Texte paru dans le catalogue Laurence Papouin, Vitry-sur-Seine : Novembre à Vitry, mai 2012.
Une peinture couche sur couche : dans une
tradition picturale, c’est ce que Laurence Papouin réalise à l’acrylique sur
des supports plastiques. Ces strates sèchent les unes sur les autres puis elle
extrait, décolle et détache de leur support ce qui forme une épaisseur de
peinture. Une résine, appliquée ensuite, lui permet de donner à ces matières
qu’elle suspend à un point d’accroche une allure moins figée, en insistant
davantage sur les plis qu’elle peut modeler. Sans l’utilisation de la résine,
la peinture adopterait la forme que lui impose son propre poids. Elle se
comporterait comme une forme molle que l’on aurait suspendue et qui
s’affaisserait pli par pli à partir de son point d’attache. À cette forme
donnée par les propriétés du support, l’artiste impulse un mouvement, une
tension. Dans ses premières œuvres, elle cherche à peindre en débordant du
cadre. Puis, très vite, c’est le support lui-même qui se transforme. La
peinture, laissée seule, devient matière à façonner, à travailler, à sculpter.
Une peinture couche sur couche : c’est aussi ce qui arrête le regard de
Poussin et Porbus devant l’œuvre de Frenhofer dans Le chef-d’œuvre inconnu. Une peau de peinture, si incarnée que
Porbus s’écrie : « Il y a une femme là-dessous ». Il y a
une peau de peinture et il y a un corps. Laurence Papouin réalise des peaux,
des tissus qui s’affaissent – des corps qui tombent – qu’elle travaille comme
une matière. Elle y ajoute des motifs de nappes, de drapeaux ou de matières
minérales, auxquels elle donne un aspect brillant, coloré, attrayant.
En voyant pour la première fois ces Peintures suspendues, j’ai repensé à Jim Dine et aux objets peints
qu’il réalise dans les années 1960. Des travaux qui mobilisent tout autant la
matière picturale que la mémoire. Ses objets (un costume par exemple) sont
comme des fantômes de corps, des éléments qui marquent tout à la fois une
absence et une présence profondément physique. Depuis près de dix ans, Laurence
Papouin imprime elle aussi des traces, des marques. Ainsi dans les Coups de poing, des volumes d’acrylique
qu’elle déforme et dans lesquels elle semble marquer comme des empreintes de
gestes. Ses peintures parlent de corps. Elle transfère la souplesse de tissus
malléables à la peinture mêlée à de la résine à laquelle elle fait prendre
forme en quelques minutes, le temps que la matière sèche.

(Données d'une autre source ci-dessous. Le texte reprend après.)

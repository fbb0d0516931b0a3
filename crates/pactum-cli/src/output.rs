//! Output formatting for the CLI.

use crate::config::OutputFormat;
use crate::error::{CliError, Result};
use colored::*;
use pactum_domain::{Chunk, ContractMetadata};
use pactum_parser::{ParserConfig, ProcessedDocument};
use serde_json::Value;
use tabled::{
    builder::Builder,
    settings::{object::Rows, Alignment, Modify, Style},
};

/// Output formatter.
pub struct Formatter {
    format: OutputFormat,
    color_enabled: bool,
}

impl Formatter {
    /// Create a new formatter.
    pub fn new(format: OutputFormat, color_enabled: bool) -> Self {
        Self {
            format,
            color_enabled,
        }
    }

    /// Format contract metadata.
    pub fn format_metadata(&self, metadata: &ContractMetadata) -> Result<String> {
        match self.format {
            OutputFormat::Json => Ok(serde_json::to_string_pretty(metadata)?),
            OutputFormat::Table => Ok(self.metadata_table(metadata)),
            OutputFormat::Quiet => Ok(metadata.title.clone().unwrap_or_default()),
        }
    }

    /// Format chunks.
    pub fn format_chunks(&self, chunks: &[Chunk]) -> Result<String> {
        match self.format {
            OutputFormat::Json => Ok(serde_json::to_string_pretty(chunks)?),
            OutputFormat::Table => Ok(self.chunks_table(chunks)),
            OutputFormat::Quiet => Ok(chunks
                .iter()
                .map(|c| c.chunk_type.as_str())
                .collect::<Vec<_>>()
                .join("\n")),
        }
    }

    /// Format a processed document.
    pub fn format_processed(&self, processed: &ProcessedDocument) -> Result<String> {
        match self.format {
            OutputFormat::Json => Ok(serde_json::to_string_pretty(processed)?),
            OutputFormat::Table => Ok(format!(
                "{}\n{}\n{}",
                self.metadata_table(&processed.metadata),
                self.info(&format!(
                    "{} chunk(s), {} segmentation",
                    processed.chunks.len(),
                    processed.strategy
                )),
                self.chunks_table(&processed.chunks)
            )),
            OutputFormat::Quiet => {
                let mut lines = vec![processed.metadata.title.clone().unwrap_or_default()];
                lines.extend(processed.chunks.iter().map(|c| c.chunk_type.as_str().to_string()));
                Ok(lines.join("\n"))
            }
        }
    }

    /// Format a parser configuration (TOML unless JSON was asked for).
    pub fn format_config(&self, config: &ParserConfig) -> Result<String> {
        match self.format {
            OutputFormat::Json => Ok(serde_json::to_string_pretty(config)?),
            _ => config.to_toml().map_err(CliError::Config),
        }
    }

    fn metadata_table(&self, metadata: &ContractMetadata) -> String {
        let or_dash = |value: Option<String>| value.unwrap_or_else(|| "-".to_string());
        let list = |items: &[String]| {
            if items.is_empty() {
                "-".to_string()
            } else {
                items.join("\n")
            }
        };
        let value = metadata.contract_value.map(|v| match &metadata.currency {
            Some(currency) => format!("{:.2} {}", v, currency),
            None => format!("{:.2}", v),
        });
        let method = metadata
            .extraction_method()
            .map(|m| m.as_str().to_string());

        let mut builder = Builder::default();
        builder.push_record(["Field", "Value"]);
        builder.push_record(["Title".to_string(), or_dash(metadata.title.clone())]);
        builder.push_record(["Type".to_string(), or_dash(metadata.contract_type.clone())]);
        builder.push_record(["Parties".to_string(), list(&metadata.parties)]);
        builder.push_record([
            "Contract date".to_string(),
            or_dash(metadata.contract_date.map(|d| d.to_string())),
        ]);
        builder.push_record([
            "Expiration".to_string(),
            or_dash(metadata.expiration_date.map(|d| d.to_string())),
        ]);
        builder.push_record(["Value".to_string(), or_dash(value)]);
        builder.push_record(["Key terms".to_string(), list(&metadata.key_terms)]);
        builder.push_record(["Method".to_string(), or_dash(method)]);

        let mut table = builder.build();
        table
            .with(Style::rounded())
            .with(Modify::new(Rows::first()).with(Alignment::center()));

        table.to_string()
    }

    fn chunks_table(&self, chunks: &[Chunk]) -> String {
        if chunks.is_empty() {
            return self.colorize("No chunks produced.", "yellow");
        }

        let mut builder = Builder::default();
        builder.push_record(["#", "Type", "Offsets", "Section", "Preview"]);

        for chunk in chunks {
            let section = chunk
                .section()
                .map(|s| format!("{}. {}", s.number, s.title))
                .unwrap_or_default();
            let preview = match chunk.metadata.get("preview") {
                Some(Value::String(p)) => p.clone(),
                _ => String::new(),
            };
            builder.push_record([
                chunk.index.to_string(),
                chunk.chunk_type.to_string(),
                format!("{}..{}", chunk.start_offset, chunk.end_offset),
                section,
                preview,
            ]);
        }

        let mut table = builder.build();
        table
            .with(Style::rounded())
            .with(Modify::new(Rows::first()).with(Alignment::center()));

        table.to_string()
    }

    /// Format an info message.
    pub fn info(&self, message: &str) -> String {
        self.colorize(&format!("ℹ {}", message), "blue")
    }

    /// Format a warning message.
    pub fn warning(&self, message: &str) -> String {
        self.colorize(&format!("⚠ {}", message), "yellow")
    }

    /// Format an error message.
    pub fn error(&self, message: &str) -> String {
        self.colorize(&format!("✗ {}", message), "red")
    }

    /// Colorize text if color is enabled.
    fn colorize(&self, text: &str, color: &str) -> String {
        if !self.color_enabled {
            return text.to_string();
        }

        match color {
            "red" => text.red().to_string(),
            "blue" => text.blue().to_string(),
            "yellow" => text.yellow().to_string(),
            _ => text.to_string(),
        }
    }
}

#[cfg(test)]
mod tests {
    use super::*;
    use pactum_domain::{ExtractionMethod, StructuralType};
    use pactum_parser::{ChunkAssembler, SplitStrategy};

    fn metadata() -> ContractMetadata {
        let mut metadata = ContractMetadata::empty(ExtractionMethod::RuleBased);
        metadata.title = Some("EMPLOYMENT AGREEMENT".to_string());
        metadata.contract_value = Some(120_000.0);
        metadata.currency = Some("USD".to_string());
        metadata.set_parties(["Acme Robotics Inc.".to_string(), "Jane Doe".to_string()]);
        metadata
    }

    fn chunks() -> Vec<Chunk> {
        let texts = vec![
            "1. POSITION\nEmployee will serve as Staff Engineer.".to_string(),
            "IN WITNESS WHEREOF the parties sign below.".to_string(),
        ];
        ChunkAssembler::default().assemble(
            &texts,
            &[StructuralType::Clause, StructuralType::Signature],
            "offer",
        )
    }

    #[test]
    fn test_metadata_table() {
        let formatter = Formatter::new(OutputFormat::Table, false);
        let output = formatter.format_metadata(&metadata()).unwrap();
        assert!(output.contains("EMPLOYMENT AGREEMENT"));
        assert!(output.contains("120000.00 USD"));
        assert!(output.contains("Jane Doe"));
        assert!(output.contains("rule-based"));
    }

    #[test]
    fn test_metadata_json() {
        let formatter = Formatter::new(OutputFormat::Json, false);
        let output = formatter.format_metadata(&metadata()).unwrap();
        let value: Value = serde_json::from_str(&output).unwrap();
        assert_eq!(value["title"], "EMPLOYMENT AGREEMENT");
    }

    #[test]
    fn test_chunks_quiet() {
        let formatter = Formatter::new(OutputFormat::Quiet, false);
        let output = formatter.format_chunks(&chunks()).unwrap();
        assert_eq!(output, "clause\nsignature");
    }

    #[test]
    fn test_chunks_table() {
        let formatter = Formatter::new(OutputFormat::Table, false);
        let output = formatter.format_chunks(&chunks()).unwrap();
        assert!(output.contains("1. POSITION"));
        assert!(output.contains("signature"));

        let empty = formatter.format_chunks(&[]).unwrap();
        assert!(empty.contains("No chunks produced"));
    }

    #[test]
    fn test_processed_quiet() {
        let formatter = Formatter::new(OutputFormat::Quiet, false);
        let processed = ProcessedDocument {
            document_id: "offer".to_string(),
            strategy: SplitStrategy::Paragraph,
            metadata: metadata(),
            chunks: chunks(),
        };
        let output = formatter.format_processed(&processed).unwrap();
        assert_eq!(output, "EMPLOYMENT AGREEMENT\nclause\nsignature");
    }

    #[test]
    fn test_config_toml() {
        let formatter = Formatter::new(OutputFormat::Table, false);
        let output = formatter.format_config(&ParserConfig::default()).unwrap();
        assert!(output.contains("max_chunk_size = 700"));
    }

    #[test]
    fn test_colorize_disabled() {
        let formatter = Formatter::new(OutputFormat::Table, false);
        assert_eq!(formatter.warning("test"), "⚠ test");
        assert_eq!(formatter.error("test"), "✗ test");
    }
}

Elle opère ainsi une
translation de l’objet à la peinture, donnant à voir ce qui reste d’une
peinture une fois qu’on lui a retiré tout support de tableau. La peinture chez
Laurence Papouin n’est pas réduite à son support ; elle devient son propre
support. Dans ses pièces toutes récentes, l’artiste dispose sur des barres de
métal plusieurs Peintures suspendues
placées côte à côte. Ainsi démultipliées, celles-ci regagnent réellement un
statut d’objet. Francis Ponge dit qu’« il nous faut (…) choisir des objets
véritables, objectant indéfiniment à nos désirs », qui soient « comme
nos spectateurs, nos juges[1] ».
En s’approchant de plus près de ces peintures, on s’aperçoit que ces matières
brillantes, séduisantes, sont peintes sur leur tranche d’un liseré blanc. Comme
si elles se figeaient dans le plâtre. Ainsi réifiée, détournée, singée, la
peinture est suspendue avec humour au poids de notre imaginaire.
Marion Daniel
Marion Daniel
[1] Francis Ponge, « L’objet, c’est la poétique ». Texte paru
pour la première fois dans le catalogue « L’objet », exposition
organisée par François Mathey en 1962 au Musée des Arts décoratifs.